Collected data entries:
=== Begin Enclosure ===

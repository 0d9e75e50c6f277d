//! Simulation constants and tuning parameters.

use std::f32::consts::PI;

/// Simulation tick rate (Hz).
pub const TICK_RATE: u32 = 60;

/// Milliseconds of real time covered by one tick at 1x speed.
pub const MS_PER_UPDATE: f64 = 1000.0 / TICK_RATE as f64;

/// Catch-up cap: ticks run per rendered frame before the loop gives up on lag.
pub const MAX_UPDATES_PER_FRAME: u32 = 7;

/// Game speed multiplier when fast-forward is on.
pub const FAST_GAME_SPEED: f64 = 3.0;

// --- Map ---

/// Side length of one tile in pixels.
pub const TILE_SIZE: f32 = 32.0;

/// Visible play area width in tiles.
pub const MAP_WIDTH: usize = 22;

/// Visible play area height in tiles.
pub const MAP_HEIGHT: usize = 18;

/// Border cells on each side of the visible area.
/// Paths start and end inside this ring so mobs can walk in from off-screen.
pub const MAP_PADDING: i32 = 2;

/// Authored map width including the border.
pub const TRUE_MAP_WIDTH: usize = MAP_WIDTH + 2 * MAP_PADDING as usize;

/// Authored map height including the border.
pub const TRUE_MAP_HEIGHT: usize = MAP_HEIGHT + 2 * MAP_PADDING as usize;

// --- Walking ---

/// Pixels per tick a walker contributes along its path direction.
pub const WALK_SPEED: f32 = 1.5;

// --- Missiles ---

/// Speed gained per tick before air resistance (px/tick²).
pub const MISSILE_ACCELERATION: f32 = 0.15;

/// Asymptotic missile speed (px/tick).
pub const MISSILE_TOP_SPEED: f32 = 7.0;

/// Turn radius at top speed (px). Max turn rate is top speed / turn radius.
pub const MISSILE_TURN_RADIUS: f32 = 3.0 * TILE_SIZE;

/// Ticks between launches from one missile tower.
pub const MISSILE_RELOAD_TICKS: u32 = 90;

/// Missile hits when closer than this to its target (px).
pub const MISSILE_COLLISION_THRESHOLD: f32 = 5.0;

// --- Smoke ---

/// Ticks between particle emissions on a trail.
pub const SMOKE_SPACING: u32 = 1;

/// Render points per trail; also bounds particle lifetime.
pub const SMOKE_BUFFER_LEN: usize = 40;

/// Lateral offset (px) of the newest trail point; each older slot adds 1 px.
pub const SMOKE_BASE_AMPLITUDE: f32 = 3.0;

/// `(frequency, shift)` of the three braided trails spawned per missile.
pub const SMOKE_WAVES: [(f32, f32); 3] = [
    (0.2, 0.0),
    (0.12, 2.0 / 3.0 * PI),
    (0.2, 4.0 / 3.0 * PI),
];

// --- Waves ---

/// Ticks from the start of one wave to the start of the next.
pub const TICKS_PER_WAVE: u32 = 20 * TICK_RATE;

/// Delay between successive walkers leaving the same entrance.
pub const TICKS_BETWEEN_SPAWNS: u32 = 40;

// --- Explosions and knockback ---

/// Final radius of a missile explosion (px).
pub const EXPLOSION_RADIUS: f32 = 1.2 * TILE_SIZE;

/// Ticks an explosion takes to expand to full radius.
pub const EXPLOSION_TICKS: u32 = 16;

/// Body radius a walker is pushed by (px).
pub const WALKER_RADIUS: f32 = 0.3 * TILE_SIZE;

/// Fraction of knockback velocity kept from one tick to the next.
pub const IMPULSE_DECAY: f32 = 0.95;

/// Cap on knockback speed (px/tick).
pub const MAX_IMPULSE: f32 = TILE_SIZE / 2.0;

/// Knockback below this speed (px/tick) is dropped to zero.
pub const IMPULSE_REST_SPEED: f32 = 0.01;
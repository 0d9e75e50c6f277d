//! Simulation engine for the tower defense game.
//!
//! Owns the component store, runs systems in a fixed order once per tick,
//! and produces snapshots and interpolated render frames for collaborators.
//! Completely headless.

pub mod engine;
pub mod game_loop;
pub mod path_field;
pub mod store;
pub mod systems;
pub mod world_setup;

pub use engine::SimulationEngine;
pub use game_loop::{FrameOutcome, FrameReport, FrameSink, GameLoop};

#[cfg(test)]
mod tests;
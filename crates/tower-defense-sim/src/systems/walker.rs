//! Path following: direction planning, walking and exit-to-entrance looping.

use glam::Vec2;
use tracing::debug;

use tower_defense_core::types::TileCoord;

use crate::path_field::PathField;
use crate::store::Components;

/// Set each walker's direction from the path field at its current position.
/// Walkers off the map stand still.
pub fn plan_walk(components: &mut Components, path: &PathField) {
    let Components {
        mobs, walk_intents, ..
    } = components;

    for (entity, intent) in walk_intents.iter_mut() {
        let mob = match mobs.get(entity) {
            Some(m) => m,
            None => continue,
        };
        intent.direction = match path.direction_at(mob.position) {
            Some(direction) => direction,
            None => {
                debug!(%entity, x = mob.position.x, y = mob.position.y, "walker off map");
                Vec2::ZERO
            }
        };
    }
}

/// Add `direction * speed` into each walker's displacement accumulator.
pub fn execute_walk(components: &mut Components, walk_speed: f32) {
    let Components {
        mobs, walk_intents, ..
    } = components;

    for (entity, intent) in walk_intents.iter() {
        if let Some(mob) = mobs.get_mut(entity) {
            mob.temp_velocity += intent.direction * walk_speed;
        }
    }
}

/// Teleport walkers standing on exit `i` to the centre of entrance `i`, or
/// entrance 0 when `i` has no pair. Exact tile match, no proximity.
pub fn loop_walkers(components: &mut Components, entrances: &[TileCoord], exits: &[TileCoord]) {
    let Components {
        mobs, walk_intents, ..
    } = components;

    for entity in walk_intents.entities() {
        let mob = match mobs.get_mut(entity) {
            Some(m) => m,
            None => continue,
        };
        let tile = TileCoord::from_world(mob.position);
        let exit_index = match exits.iter().position(|exit| *exit == tile) {
            Some(i) => i,
            None => continue,
        };
        if let Some(entrance) = entrances.get(exit_index).or_else(|| entrances.first()) {
            debug!(%entity, exit = %tile, entrance = %entrance, "walker looped");
            mob.position = entrance.center();
        }
    }
}
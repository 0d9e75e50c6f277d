//! Smoke trails behind missiles.
//!
//! Each missile drags several trails. A trail drops a particle every
//! `spacing` ticks at the missile's position; particles age out after
//! `spacing * buffer_len` ticks. Every tick the live particles are written
//! into their trail's point buffer, displaced along their normal by a sine
//! wave keyed to their birth tick.

use glam::Vec2;
use tracing::debug;

use tower_defense_core::components::{SmokeParticle, SmokeTrail};
use tower_defense_core::config::SmokeParams;
use tower_defense_core::constants::SMOKE_BASE_AMPLITUDE;
use tower_defense_core::events::{EntityKind, SimEvent};
use tower_defense_core::types::Entity;

use crate::store::{ComponentStore, Components, EntityIds};

/// Spawn one trail per configured wave for a freshly launched missile.
/// Point buffers start collapsed onto `origin`.
pub fn spawn_trails(
    components: &mut Components,
    ids: &mut EntityIds,
    missile: Entity,
    origin: Vec2,
    params: &SmokeParams,
    events: &mut Vec<SimEvent>,
) -> Vec<Entity> {
    params
        .waves
        .iter()
        .map(|&(frequency, shift)| {
            let entity = ids.allocate();
            components.smoke_trails.set(
                entity,
                SmokeTrail {
                    age: 0,
                    missile,
                    points: vec![origin; params.buffer_len],
                    frequency,
                    shift,
                },
            );
            components.markers.set(entity, EntityKind::SmokeTrail);
            events.push(SimEvent::Spawned {
                entity,
                kind: EntityKind::SmokeTrail,
            });
            entity
        })
        .collect()
}

/// Run the smoke subsystem for one tick: age, emit or retire, then rebuild
/// the point buffers.
pub fn run(
    components: &mut Components,
    ids: &mut EntityIds,
    params: &SmokeParams,
    current_tick: u64,
    events: &mut Vec<SimEvent>,
) {
    age_particles(&mut components.smoke_particles, params.lifetime());
    emit_particles(components, ids, params, events);
    update_trail_points(components, params, current_tick);
}

/// Age every particle and delete those that reached `lifetime`.
pub fn age_particles(particles: &mut ComponentStore<SmokeParticle>, lifetime: u32) {
    particles.retain(|_entity, particle| {
        particle.age += 1;
        particle.age < lifetime
    });
}

/// Emit a particle from every trail whose missile is still flying, and
/// retire trails whose missile is gone. Retiring happens once: the trail
/// entity is removed and a single `Despawned` event is raised.
pub fn emit_particles(
    components: &mut Components,
    ids: &mut EntityIds,
    params: &SmokeParams,
    events: &mut Vec<SimEvent>,
) {
    let spacing = params.spacing.max(1);
    let mut retired: Vec<Entity> = Vec::new();

    {
        let Components {
            mobs,
            missiles,
            smoke_trails,
            smoke_particles,
            ..
        } = &mut *components;

        for (entity, trail) in smoke_trails.iter_mut() {
            let missile_mob = if missiles.contains(trail.missile) {
                mobs.get(trail.missile)
            } else {
                None
            };
            let mob = match missile_mob {
                Some(m) => m,
                None => {
                    retired.push(entity);
                    continue;
                }
            };

            if trail.age % spacing == 0 {
                smoke_particles.set(
                    ids.allocate(),
                    SmokeParticle {
                        age: 0,
                        trail: entity,
                        position: mob.position,
                        normal: Vec2::new(-mob.rotation.sin(), mob.rotation.cos()),
                    },
                );
            }
            trail.age += 1;
        }
    }

    for entity in retired {
        if components.despawn(entity) {
            debug!(%entity, "smoke trail retired");
            events.push(SimEvent::Despawned { entity });
        }
    }
}

/// Write each live particle into its trail's point buffer.
///
/// Slot `age / spacing` gets the emission position pushed `(slot + 3)` pixels
/// along the normal, scaled by `sin(frequency * birth_tick + shift)`.
/// Slots without a particle keep their previous value.
pub fn update_trail_points(components: &mut Components, params: &SmokeParams, current_tick: u64) {
    let spacing = params.spacing.max(1);
    let Components {
        smoke_trails,
        smoke_particles,
        ..
    } = components;

    for (_entity, particle) in smoke_particles.iter() {
        let trail = match smoke_trails.get_mut(particle.trail) {
            Some(t) => t,
            None => continue,
        };
        let slot = (particle.age / spacing) as usize;
        let point = match trail.points.get_mut(slot) {
            Some(p) => p,
            None => continue,
        };
        let birth_tick = current_tick.saturating_sub(particle.age as u64) as f32;
        let wave = (trail.frequency * birth_tick + trail.shift).sin();
        let amplitude = slot as f32 + SMOKE_BASE_AMPLITUDE;
        *point = particle.position + amplitude * wave * particle.normal;
    }
}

=== End Enclosure ===

TASK DETAILS:
Starting at the first line of the data above, please restate word for word every line up to and including the one that holds "gives up on lag.", and add nothing else.

ANSWER SECTION:
repository 0d9e75e50c6f277d
//! Simulation constants and tuning parameters.

use std::f32::consts::PI;

/// Simulation tick rate (Hz).
pub const TICK_RATE: u32 = 60;

/// Milliseconds of real time covered by one tick at 1x speed.
pub const MS_PER_UPDATE: f64 = 1000.0 / TICK_RATE as f64;

/// Catch-up cap: ticks run per rendered frame before the loop gives up on lag.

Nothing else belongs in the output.